====== Data records
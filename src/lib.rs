//! A minimal HTTP/1.1 server with a file-backed roster store.
//!
//! This crate serves one request per TCP connection: it parses the raw
//! byte stream into a typed request, routes it to one of five behaviors,
//! and writes exactly one well-formed response before closing the
//! connection.
//!
//! # Features
//!
//! - HTTP/1.1 request parsing from an async byte stream (GET and POST)
//! - A durable, append-only record store with whole-file JSON snapshots
//! - Record creation from urlencoded forms, JSON export, and a filtered
//!   HTML listing rendered server-side
//! - Static file serving with directory-to-index redirection
//! - Deterministic error responses: every parse or storage failure maps to
//!   exactly one 400/404/405/500 answer
//!
//! # Examples
//!
//! ```no_run
//! use roster_rs::{HttpServer, ServerConfig};
//!
//! #[tokio::main]
//! async fn main() -> Result<(), roster_rs::ServerError> {
//!     let server = HttpServer::new(ServerConfig::default());
//!     server.start().await
//! }
//! ```
//!
//! The wire format keeps the legacy field name `number` for record ids in
//! both the persisted snapshot and the `/app-json` export; see
//! [`store::Record`].

// Export the parser module
pub mod parser;

// Export the server module
pub mod server;

// Export the record store module
pub mod store;

// Re-export commonly used items for convenience
pub use parser::{Error as ParserError, HttpRequest, HttpVersion, Method, read_request};
pub use server::{Error as ServerError, HttpResponse, HttpServer, Router, ServerConfig, StatusCode};
pub use store::{Filter, Record, RecordStore, Error as StoreError};
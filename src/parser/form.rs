//! Urlencoded form and query-string grammars.
//!
//! Both the POST body of the record-creation endpoint and the trailing
//! query string of the listing endpoint use the same `key=value&...` pair
//! grammar, so the splitting and percent-decoding live here.

use crate::parser::error::Error;

/// A parsed record-creation form: exactly the two fields `first` and `last`.
#[derive(Debug, Clone, PartialEq, Eq)]
pub struct FormData {
    pub first: String,
    pub last: String,
}

fn hex_val(b: u8) -> Option<u8> {
    match b {
        b'0'..=b'9' => Some(b - b'0'),
        b'a'..=b'f' => Some(b - b'a' + 10),
        b'A'..=b'F' => Some(b - b'A' + 10),
        _ => None,
    }
}

/// Decode one urlencoded component: `+` becomes a space, `%XX` the byte it
/// names. Invalid escapes pass through untouched, the decoder is total.
pub fn decode_component(s: &str) -> String {
    let bytes = s.as_bytes();
    let mut out = Vec::with_capacity(bytes.len());
    let mut i = 0;
    while i < bytes.len() {
        match bytes[i] {
            b'+' => {
                out.push(b' ');
                i += 1;
            }
            b'%' if i + 2 < bytes.len() => {
                match (hex_val(bytes[i + 1]), hex_val(bytes[i + 2])) {
                    (Some(hi), Some(lo)) => {
                        out.push(hi << 4 | lo);
                        i += 3;
                    }
                    _ => {
                        out.push(b'%');
                        i += 1;
                    }
                }
            }
            b => {
                out.push(b);
                i += 1;
            }
        }
    }
    String::from_utf8_lossy(&out).into_owned()
}

/// Split a `key=value&...` string into decoded pairs.
///
/// Anything that is not exactly `key=value` (no `=`, or more than one) is
/// dropped rather than rejected; callers that need stricter shapes check
/// the pair count themselves.
pub fn parse_pairs(s: &str) -> Vec<(String, String)> {
    s.split('&')
        .filter_map(|pair| {
            let parts: Vec<&str> = pair.split('=').collect();
            if parts.len() == 2 {
                Some((decode_component(parts[0]), decode_component(parts[1])))
            } else {
                None
            }
        })
        .collect()
}

/// Parse a record-creation body: a urlencoded form with exactly the two
/// fields `first` and `last`, in either order.
pub fn parse_form(body: &[u8]) -> Result<FormData, Error> {
    let text = std::str::from_utf8(body)
        .map_err(|_| Error::MalformedForm("invalid UTF-8".to_string()))?;

    let raw_pairs: Vec<&str> = text.split('&').collect();
    if raw_pairs.len() != 2 {
        return Err(Error::MalformedForm(text.to_string()));
    }

    let pairs = parse_pairs(text);
    if pairs.len() != 2 {
        return Err(Error::MalformedForm(text.to_string()));
    }

    let mut first = None;
    let mut last = None;
    for (key, value) in pairs {
        match key.as_str() {
            "first" => first = Some(value),
            "last" => last = Some(value),
            _ => return Err(Error::MalformedForm(text.to_string())),
        }
    }

    match (first, last) {
        (Some(first), Some(last)) => Ok(FormData { first, last }),
        _ => Err(Error::MalformedForm(text.to_string())),
    }
}
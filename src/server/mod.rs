//! HTTP server implementation for roster-rs.
//!
//! Routing, static file serving, response serialization, and the accept
//! loop that ties the parser and record store together.

mod config;
mod error;
mod http_server;
mod response;
mod router;
mod static_files;

// Re-export public items
pub use config::ServerConfig;
pub use error::Error;
pub use http_server::HttpServer;
pub use response::{HttpResponse, StatusCode};
pub use router::Router;
pub use static_files::{ContentTypeMap, StaticFileServer};
//! HTTP response types and utilities.

use std::collections::HashMap;

use serde::Serialize;

use crate::server::error::Error;

/// The status codes this server emits, with their exact reason phrases.
///
/// The phrasing of `301 Moved permanently` and `404 Not found` is part of
/// the wire contract and intentionally not title-cased.
#[derive(Debug, Clone, Copy, PartialEq, Eq)]
pub enum StatusCode {
    Ok = 200,
    MovedPermanently = 301,
    BadRequest = 400,
    NotFound = 404,
    MethodNotAllowed = 405,
    InternalServerError = 500,
    ServiceUnavailable = 503,
}

impl StatusCode {
    /// Get the reason phrase for this status code.
    pub fn reason_phrase(&self) -> &'static str {
        match self {
            StatusCode::Ok => "OK",
            StatusCode::MovedPermanently => "Moved permanently",
            StatusCode::BadRequest => "Bad Request",
            StatusCode::NotFound => "Not found",
            StatusCode::MethodNotAllowed => "Method Not Allowed",
            StatusCode::InternalServerError => "Internal Server Error",
            StatusCode::ServiceUnavailable => "Service Unavailable",
        }
    }
}

/// Represents an HTTP response.
///
/// Every response carries `connection: Close`; this server writes one
/// response per connection and never reuses it. `content-length` is filled
/// from the body on serialization.
#[derive(Debug, Clone)]
pub struct HttpResponse {
    /// The HTTP status code
    pub status: StatusCode,
    /// The HTTP headers
    pub headers: HashMap<String, String>,
    /// The response body
    pub body: Vec<u8>,
}

impl HttpResponse {
    /// Create a new HTTP response with the given status code.
    pub fn new(status: StatusCode) -> Self {
        let mut headers = HashMap::new();
        headers.insert("server".to_string(), "roster-rs".to_string());
        headers.insert("connection".to_string(), "Close".to_string());

        Self {
            status,
            headers,
            body: Vec::new(),
        }
    }

    /// Set the response body with a string.
    pub fn with_body_string(mut self, body: impl Into<String>) -> Self {
        self.body = body.into().into_bytes();
        self
    }

    /// Set the response body with bytes.
    pub fn with_body_bytes(mut self, body: impl Into<Vec<u8>>) -> Self {
        self.body = body.into();
        self
    }

    /// Add or replace a header.
    pub fn with_header(mut self, name: impl Into<String>, value: impl Into<String>) -> Self {
        self.headers.insert(name.into(), value.into());
        self
    }

    /// Set the content type.
    pub fn with_content_type(self, content_type: impl Into<String>) -> Self {
        self.with_header("content-type", content_type)
    }

    /// Set the response body with a JSON value.
    pub fn with_json<T: Serialize>(self, value: &T) -> Result<Self, Error> {
        let json = serde_json::to_vec(value).map_err(Error::JsonError)?;
        Ok(self
            .with_content_type("application/json")
            .with_body_bytes(json))
    }

    /// The canned 400 response.
    pub fn bad_request() -> Self {
        Self::new(StatusCode::BadRequest)
            .with_content_type("text/html")
            .with_body_string(
                "<!doctype html>\n<h1>Bad request</h1>\n\
                 <p>Your browser sent a request that I cannot understand.</p>\n",
            )
    }

    /// The canned 404 response.
    pub fn not_found() -> Self {
        Self::new(StatusCode::NotFound)
            .with_content_type("text/html")
            .with_body_string(
                "<!doctype html>\n<h1>404 Page not found</h1>\n\
                 <p>Page cannot be found.</p>\n",
            )
    }

    /// The canned 405 response, with the `allow` header this server
    /// answers for every route.
    pub fn method_not_allowed() -> Self {
        Self::new(StatusCode::MethodNotAllowed)
            .with_header("allow", "GET, POST")
            .with_content_type("text/html")
            .with_body_string(
                "<!doctype html>\n<h1>Not Allowed</h1>\n\
                 <p>Your browser sent a request that is not allowed.</p>\n",
            )
    }

    /// The canned 301 response redirecting to `location`.
    pub fn moved_permanently(location: impl Into<String>) -> Self {
        Self::new(StatusCode::MovedPermanently)
            .with_header("location", location)
            .with_content_type("text/html")
            .with_body_string(
                "<!doctype html>\n<h1>Moved permanently</h1>\n\
                 <p>The page your browser has requested, has been moved permanently.</p>\n",
            )
    }

    /// The canned 500 response.
    pub fn internal_error() -> Self {
        Self::new(StatusCode::InternalServerError)
            .with_content_type("text/html")
            .with_body_string(
                "<!doctype html>\n<h1>Internal server error</h1>\n\
                 <p>The server failed while handling your request.</p>\n",
            )
    }

    /// Convert the response to wire bytes.
    ///
    /// Status line, one `field: value` line per header plus the exact
    /// `content-length` of the body, a blank line, then the raw body.
    pub fn to_bytes(&self) -> Vec<u8> {
        let mut bytes = Vec::new();

        let status_line = format!(
            "HTTP/1.1 {} {}\r\n",
            self.status as u16,
            self.status.reason_phrase()
        );
        bytes.extend_from_slice(status_line.as_bytes());

        for (name, value) in &self.headers {
            let header_line = format!("{name}: {value}\r\n");
            bytes.extend_from_slice(header_line.as_bytes());
        }
        let content_length = format!("content-length: {}\r\n", self.body.len());
        bytes.extend_from_slice(content_length.as_bytes());

        bytes.extend_from_slice(b"\r\n");
        bytes.extend_from_slice(&self.body);

        bytes
    }
}
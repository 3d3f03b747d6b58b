//! Static file serving under a fixed root directory.

use std::collections::HashMap;
use std::path::{Component, Path, PathBuf};

use log::debug;

use crate::server::response::{HttpResponse, StatusCode};

/// Extension to content-type lookup used for served files.
///
/// The map is injected into the file server; [`ContentTypeMap::default`]
/// covers the usual web asset types, anything unknown falls back to
/// `application/octet-stream`.
#[derive(Debug, Clone)]
pub struct ContentTypeMap {
    types: HashMap<String, String>,
}

impl ContentTypeMap {
    /// Create an empty map.
    pub fn empty() -> Self {
        Self {
            types: HashMap::new(),
        }
    }

    /// Register a content type for an extension (without the dot).
    pub fn insert(&mut self, extension: impl Into<String>, content_type: impl Into<String>) {
        self.types.insert(extension.into(), content_type.into());
    }

    /// Guess the content type for a path from its extension.
    pub fn guess(&self, path: &Path) -> Option<&str> {
        let ext = path.extension()?.to_str()?;
        self.types.get(&ext.to_ascii_lowercase()).map(String::as_str)
    }
}

impl Default for ContentTypeMap {
    fn default() -> Self {
        let mut map = Self::empty();
        for (ext, ctype) in [
            ("html", "text/html"),
            ("htm", "text/html"),
            ("css", "text/css"),
            ("js", "text/javascript"),
            ("json", "application/json"),
            ("txt", "text/plain"),
            ("png", "image/png"),
            ("jpg", "image/jpeg"),
            ("jpeg", "image/jpeg"),
            ("gif", "image/gif"),
            ("svg", "image/svg+xml"),
            ("ico", "image/x-icon"),
            ("pdf", "application/pdf"),
            ("woff2", "font/woff2"),
        ] {
            map.insert(ext, ctype);
        }
        map
    }
}

/// Resolves URL paths to files under a served root.
pub struct StaticFileServer {
    root: PathBuf,
    content_types: ContentTypeMap,
}

impl StaticFileServer {
    /// Create a file server rooted at `root` with the given type lookup.
    pub fn new(root: impl Into<PathBuf>, content_types: ContentTypeMap) -> Self {
        Self {
            root: root.into(),
            content_types,
        }
    }

    /// Serve the file at the given URL path.
    ///
    /// A directory answers 301 to the same path with `index.html` appended,
    /// built from the request's `Host` header. A readable file answers 200
    /// with its raw bytes; everything else, including paths that try to
    /// escape the root, answers 404.
    pub async fn serve(&self, path: &str, host: &str) -> HttpResponse {
        let relative = path.trim_start_matches('/');
        if Path::new(relative)
            .components()
            .any(|c| matches!(c, Component::ParentDir))
        {
            debug!("rejecting traversal attempt: {path}");
            return HttpResponse::not_found();
        }
        let resolved = self.root.join(relative);

        let meta = match tokio::fs::metadata(&resolved).await {
            Ok(meta) => meta,
            Err(_) => return HttpResponse::not_found(),
        };

        if meta.is_dir() {
            let location = if path.ends_with('/') {
                format!("http://{host}{path}index.html")
            } else {
                format!("http://{host}{path}/index.html")
            };
            return HttpResponse::moved_permanently(location);
        }

        match tokio::fs::read(&resolved).await {
            Ok(bytes) => {
                let content_type = self
                    .content_types
                    .guess(&resolved)
                    .unwrap_or("application/octet-stream");
                HttpResponse::new(StatusCode::Ok)
                    .with_content_type(content_type)
                    .with_body_bytes(bytes)
            }
            Err(e) => {
                debug!("failed to read {resolved:?}: {e}");
                HttpResponse::not_found()
            }
        }
    }
}
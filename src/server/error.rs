//! Error types for the HTTP server.

use thiserror::Error;

use crate::parser::Error as ParserError;
use crate::store::Error as StoreError;

/// Errors that can occur during HTTP server operation.
///
/// These classify what went wrong for logging and shutdown decisions; the
/// client-visible outcome is decided before the error propagates, every
/// connection gets exactly one response regardless.
#[derive(Debug, Error)]
pub enum Error {
    /// Error reading or parsing an HTTP request.
    #[error("Parse error: {0}")]
    ParseError(#[from] ParserError),

    /// Error loading or persisting the record store.
    #[error("Store error: {0}")]
    StoreError(#[from] StoreError),

    /// I/O error on the connection.
    #[error("I/O error: {0}")]
    IoError(#[from] std::io::Error),

    /// JSON serialization error.
    #[error("JSON error: {0}")]
    JsonError(#[from] serde_json::Error),
}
============
● Assignment: Once every line above has been checked for the string "InternalServerError", give the number of matching lines and nothing more.

● Exercise solution: 3